The Bill contains other offences—see clauses 13, 94, 97 and 106.
Clause 117 creates an offence for an owner of land to intentionally or
recklessly remove, lop or destroy native vegetation that is
required to be protected or maintained by a native vegetation
management agreement. The maximum penalty for the offence
is 1200 penalty units.
Clause 118 creates 2 offences in relation to failure to comply with a native
vegetation management agreement resulting in damage or
degradation to native vegetation.
Subclause (1) creates an offence for an owner of private land to
fail to meet a requirement of a native vegetation management
agreement to which the land is subject, provided that the owner
was aware or it was reasonable for the owner to be aware of the
requirement and the failure results in damage or degradation to
native vegetation that is required to be protected or maintained by
the agreement.
Subclause (2) creates an offence for an owner of private land to
use land or permit the land to be used in a manner that
contravenes a native vegetation management agreement,
provided that the owner was aware or it was reasonable for the
owner to be aware of the agreement, and the contravention results
in damage or destruction to native vegetation that is required to
be protected or maintained by the agreement.
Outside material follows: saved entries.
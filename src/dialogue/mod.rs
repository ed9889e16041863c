//! 对话层：上下文、Prompt 组装、结果精炼与单轮控制器

pub mod context;
pub mod controller;
pub mod prompt;
pub mod refiner;

pub use context::AgentContext;
pub use controller::{DialogueController, TurnOutcome};
pub use prompt::{build_prompt, DEFAULT_SYSTEM_PROMPT};
pub use refiner::ResponseRefiner;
The maximum penalty for each offence is 600 penalty units.
It is a defence to either offence for the accused to prove that he or
she took all reasonable steps to comply with the native vegetation
management agreement.
Clause 119 creates 2 offences in relation to failure to comply with a native
vegetation management agreement. These are lower-level
offences to those in clause 118, with a lower penalty, without the
element of the failure having resulted in damage or degradation
to native vegetation that is required to be protected or maintained
by the agreement and without a mental element.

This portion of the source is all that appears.